1. 41
    1. 10

      Scrying definitely feels like a more accurate term.

      1. 2

        From a discussion elsewebs, comparisons to photography seem fairly apt – exploring and composing and arranging a scene, but also just a lot of luck and happening to be at the right place at the right time (or chancing upon the right seed, in the case of image synths.)

    2. 3

      It’s interesting to me that preserving the seed and adding/removing tags will still generate a similar image. I would have expected that something would cause the RNG to “diverge” at some point (calling .next() a different number of times).

      I guess it’d make sense if the seed is only used to generate the initial noise image that diffusion iterates on, and from there the process is entirely deterministic.
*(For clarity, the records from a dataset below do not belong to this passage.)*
use std::net::SocketAddr;
use std::sync::Arc;

use tracing::{info, warn};

use hearth_api::notify::{AlertNotifier, DisabledNotifier, TwilioNotifier};
use hearth_api::state::AppStateInner;
use hearth_db::Database;
use hearth_gateway::hub::RoomHub;
use hearth_gateway::presence::PresenceTracker;
use hearth_server::build_app;
use hearth_server::config::Config;

#[tokio::main]
async fn main() -> anyhow::Result<()> {
    // Load .env if present
    let _ = dotenvy::dotenv();

    // Init logging
    tracing_subscriber::fmt()
        .with_env_filter(
            tracing_subscriber::EnvFilter::try_from_default_env()
                .unwrap_or_else(|_| "hearth=debug,tower_http=debug".into()),
        )
        .init();

    let config = Config::from_env()?;

    // Init database
    let db = Arc::new(Database::open(&config.db_path)?);

    let notifier: Arc<dyn AlertNotifier> = match config.twilio.clone() {
        Some(t) => Arc::new(TwilioNotifier::new(t.account_sid, t.auth_token, t.from)),
        None => {
            warn!("HEARTH_TWILIO_* not fully set, SMS/voice alerts are disabled");
            Arc::new(DisabledNotifier)
        }
    };

    // Shared state
    let hub = RoomHub::new();
    let presence = PresenceTracker::new(db.clone(), hub.clone(), config.presence_policy);
    let api = Arc::new(AppStateInner {
        db,
        jwt_secret: config.jwt_secret.clone(),
        broadcaster: Arc::new(hub),
        notifier,
        cookie_secure: config.cookie_secure,
    });

    let app = build_app(api, presence);

    let addr: SocketAddr = format!("{}:{}", config.host, config.port).parse()?;
    info!("Hearth server listening on {} (presence: {:?})", addr, config.presence_policy);

    let listener = tokio::net::TcpListener::bind(addr).await?;
    axum::serve(listener, app)
        .with_graceful_shutdown(shutdown_signal())
        .await?;

    Ok(())
}

async fn shutdown_signal() {
    let ctrl_c = tokio::signal::ctrl_c();
    #[cfg(unix)]
    {
        let mut sigterm =
            match tokio::signal::unix::signal(tokio::signal::unix::SignalKind::terminate()) {
                Ok(sigterm) => sigterm,
                Err(e) => {
                    warn!("Failed to install SIGTERM handler: {}", e);
                    ctrl_c.await.ok();
                    info!("Received Ctrl+C, shutting down...");
                    return;
                }
            };
        tokio::select! {
            _ = ctrl_c => info!("Received Ctrl+C, shutting down..."),
            _ = sigterm.recv() => info!("Received SIGTERM, shutting down..."),
        }
    }
    #[cfg(not(unix))]
    {
        ctrl_c.await.ok();
        info!("Received Ctrl+C, shutting down...");
    }
}
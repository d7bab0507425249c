pub mod config;

use axum::{
    Router,
    extract::{State, WebSocketUpgrade},
    http::StatusCode,
    response::{IntoResponse, Response},
    routing::get,
};
use axum_extra::extract::cookie::CookieJar;
use tower_http::cors::CorsLayer;
use tower_http::trace::TraceLayer;
use tracing::warn;

use hearth_api::middleware::{SESSION_COOKIE, resolve_session};
use hearth_api::router::router;
use hearth_api::state::AppState;
use hearth_gateway::connection;
use hearth_gateway::presence::PresenceTracker;

#[derive(Clone)]
struct SocketState {
    api: AppState,
    presence: PresenceTracker,
}

/// REST routes plus the `/socket` upgrade, with CORS and request tracing.
pub fn build_app(api: AppState, presence: PresenceTracker) -> Router {
    let ws_route = Router::new()
        .route("/socket", get(ws_upgrade))
        .with_state(SocketState {
            api: api.clone(),
            presence,
        });

    Router::new()
        .merge(router(api))
        .merge(ws_route)
        .layer(CorsLayer::very_permissive())
        .layer(TraceLayer::new_for_http())
}

/// The handshake credential is resolved before upgrading; a missing or bad
/// cookie gets a 401 and never reaches a room.
async fn ws_upgrade(
    State(state): State<SocketState>,
    jar: CookieJar,
    ws: WebSocketUpgrade,
) -> Response {
    let Some(token) = jar.get(SESSION_COOKIE).map(|c| c.value().to_string()) else {
        warn!("Socket handshake without a session cookie, refusing upgrade");
        return StatusCode::UNAUTHORIZED.into_response();
    };

    let user = match resolve_session(&state.api, &token).await {
        Ok(user) => user,
        Err(e) => {
            warn!("Socket handshake rejected: {}", e);
            return e.into_response();
        }
    };

    ws.on_upgrade(move |socket| connection::handle_connection(socket, state.presence, user))
}
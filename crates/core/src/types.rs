//! Core types shared by proofs, identities and the trust graph.

use serde::{Deserialize, Serialize};
use std::fmt;
use std::str::FromStr;

use crate::Error;

/// Kind of identity. Only crev identities exist today.
#[derive(Debug, Clone, Copy, Default, PartialEq, Eq, Hash, Serialize, Deserialize)]
#[serde(rename_all = "lowercase")]
pub enum IdType {
    #[default]
    Crev,
}

/// Reference to an identity as embedded in proofs.
///
/// `id` is the base64url-encoded Ed25519 public key and is the globally
/// unique key of the identity. `url` names the repository where the
/// identity publishes its proofs.
#[derive(Debug, Clone, PartialEq, Eq, Hash, Serialize, Deserialize)]
#[serde(rename_all = "kebab-case")]
pub struct PublicId {
    #[serde(default)]
    pub id_type: IdType,
    pub id: String,
    pub url: String,
}

impl PublicId {
    pub fn new(id: impl Into<String>, url: impl Into<String>) -> Self {
        Self {
            id_type: IdType::Crev,
            id: id.into(),
            url: url.into(),
        }
    }
}

impl fmt::Display for PublicId {
    fn fmt(&self, f: &mut fmt::Formatter<'_>) -> fmt::Result {
        write!(f, "{} ({})", self.id, self.url)
    }
}

macro_rules! ordinal_enum {
    ($(#[$meta:meta])* $name:ident { $($variant:ident => $text:literal),+ $(,)? }) => {
        $(#[$meta])*
        #[derive(Debug, Clone, Copy, PartialEq, Eq, PartialOrd, Ord, Hash, Serialize, Deserialize)]
        #[serde(rename_all = "lowercase")]
        pub enum $name {
            $($variant),+
        }

        impl $name {
            /// All values, lowest first.
            pub const ALL: &'static [$name] = &[$($name::$variant),+];

            pub fn as_str(&self) -> &'static str {
                match self {
                    $($name::$variant => $text),+
                }
            }
        }

        impl fmt::Display for $name {
            fn fmt(&self, f: &mut fmt::Formatter<'_>) -> fmt::Result {
                f.write_str(self.as_str())
            }
        }

        impl FromStr for $name {
            type Err = Error;

            fn from_str(s: &str) -> Result<Self, Self::Err> {
                match s {
                    $($text => Ok($name::$variant),)+
                    other => Err(Error::Format(format!(
                        "unknown {} '{}'",
                        stringify!($name),
                        other
                    ))),
                }
            }
        }
    };
}

ordinal_enum! {
    /// Thoroughness or understanding of a review.
    Level {
        None => "none",
        Low => "low",
        Medium => "medium",
        High => "high",
    }
}

ordinal_enum! {
    /// Outcome of a package review, worst first.
    Rating {
        Dangerous => "dangerous",
        Negative => "negative",
        Neutral => "neutral",
        Positive => "positive",
        Strong => "strong",
    }
}

ordinal_enum! {
    /// How much one identity trusts another.
    TrustLevel {
        Distrust => "distrust",
        None => "none",
        Low => "low",
        Medium => "medium",
        High => "high",
    }
}

impl Rating {
    /// `negative` or worse.
    pub fn is_failing(&self) -> bool {
        *self <= Rating::Negative
    }

    /// `positive` or `strong`.
    pub fn is_passing(&self) -> bool {
        *self >= Rating::Positive
    }
}
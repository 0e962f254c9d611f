//! Error types for cryptographic operations.

use std::path::PathBuf;
use thiserror::Error;

#[derive(Debug, Error)]
pub enum CryptoError {
    /// Authenticated decryption failed: wrong password or tampered data.
    #[error("Authentication failed: wrong password or corrupted sealed key")]
    Authentication,

    #[error("Invalid key: {0}")]
    InvalidKey(String),

    #[error("Unsupported password hash: {0}")]
    UnsupportedAlgorithm(String),

    #[error("Password hashing failed: {0}")]
    PasswordHash(String),

    #[error("Encryption failed: {0}")]
    Encryption(String),

    #[error("Cannot digest {}: {reason}", path.display())]
    Digest { path: PathBuf, reason: String },

    #[error("I/O error: {0}")]
    Io(#[from] std::io::Error),

    #[error(transparent)]
    Core(#[from] crev_core::Error),
}

/// Result type for cryptographic operations.
pub type CryptoResult<T> = Result<T, CryptoError>;
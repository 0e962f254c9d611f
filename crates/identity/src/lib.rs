//! Identity management for the crev web of trust.
//!
//! An identity is an Ed25519 keypair bound to the url of the repository
//! where it publishes proofs. At rest the private key is sealed under a
//! password; it is only unsealed in memory for the signing operation that
//! needs it.
//!
//! # Core Concepts
//!
//! - **Sealed identity**: the on-disk record (`ids/<id>.yaml`)
//! - **Unsealed identity**: public and private key held transiently
//! - **Current identity**: a pointer in the config file, passed explicitly
//!   into the operations that need an identity context
//!
//! # Security Model
//!
//! - Wrong passwords surface as [`IdentityError::Authentication`]
//! - Switching the current identity never touches identity records

pub mod error;
pub mod id;
pub mod store;

pub use error::{IdentityError, IdentityResult};
pub use id::{SealedId, UnsealedId, ID_FORMAT_VERSION};
pub use store::IdStore;
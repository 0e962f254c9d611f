//! Web of trust over verified proofs.
//!
//! This crate builds the in-memory trust graph that decides which package
//! reviews a local identity credits:
//! - Identities are nodes; trust proofs are directed edges
//! - Package reviews are indexed by the recursive digest of the package
//! - A review counts iff some directed path leads from the local identity
//!   to its issuer
//!
//! The graph holds no state across runs. It is rebuilt from proof files
//! every time.

pub mod db;
pub mod dependencies;
pub mod error;
pub mod graph;
pub mod lockfile;

pub use db::{ProofDatabase, RepoFailure, Verification, VerificationStatus};
pub use dependencies::{verify_dependencies, DependencyStatus};
pub use error::{GraphError, GraphResult};
pub use graph::{TrustEdge, TrustGraph};
pub use lockfile::{Dependency, DependencyKind, Lockfile, PackageLockV2};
Maybe that’s how it works.

      1. 6

        Yes. Only the initial noise is random, the sampling / denoising process is entirely deterministic. (I ported Stable Diffusion to Swift: https://github.com/liuliu/swift-diffusion).

        1. 1

          Wow. This is such a small comment with huge implications. Given the new apple silicon architecture, this is going to be really impressive once you get to packaging this up into an app. I haven’t built it myself (yet), but I’m thoroughly impressed that you ported it!

          1. 2

            Thanks! This is not that big of a deal ATM. Some people already ported the model using PyTorch -> CoreML conversion tools to potentially run in an app. However, I do believe my approach would be better for memory usage as well as new features that requires training (Textual Inversion / Dreambooth).

    3. 3

      Doesn’t seem any different from coming up with good search terms to get Google to find what you’re looking for? I notice I can often find things others fail to find. The only difference is better (in the sense that it gets the desired results; not that they are better in some more objective sense) search terms.

      1. 1

        Maybe a difference in magnitude, rather than kind? I’ve never had to spend more than a minute or two maximum finagling search engine results, but scrying good looking images out of Stable Diffusion can be an hours long process very easily.

    4. 2

      One other trick that can help reduce artefacts is try to generate a lower resolution image (256x256) and then run it through an upscaler several times.

      1. 2

        AUTOMATIC1111’s UI has a feature for this, bust still just using SD. Hi-res fix first generates at native resolution, then upscales (optionally even in latent space) and continues to add details with the prompt in mind.

    5. 1

      Why no underscore with “unreal engine” but underscore with other spaced terms?

      1. 2

        unreal engine giving better lighting is a property of the normal stable diffusion model underneath waifu diffusion. It’s complicated, but unreal_engine isn’t a tag that existed in the original stable diffusion dataset.

        1. 1

          Is there a way to determine what tags are available in your model file or can you point to where the initial tag set might be found online? That would probably be helpful in my experimentation…

          1. 2

            This is something you just have to learn the hard way by messing with values. There’s prompt engineering guides out there for Stable Diffusion, but in general this is stuff you just learn by typing in random words and seeing what happens. You can type in excessively stupid things and get a decent result.

          2. 1

            You can actually browse a version of the dataset used for training at https://rom1504.github.io/clip-retrieval/?back=https%3A%2F%2Fknn5.laion.ai&index=laion5B&useMclip=false

            What I recommend is searching around there and seeing what some of the captions look like.

          3. 1

            I believe this doc has links to an index of images-text-pairs in the training set: https://github.com/LAION-AI/laion-datasets/blob/main/laion-aesthetic.md

      2. 1

        1 token vs 2 tokens?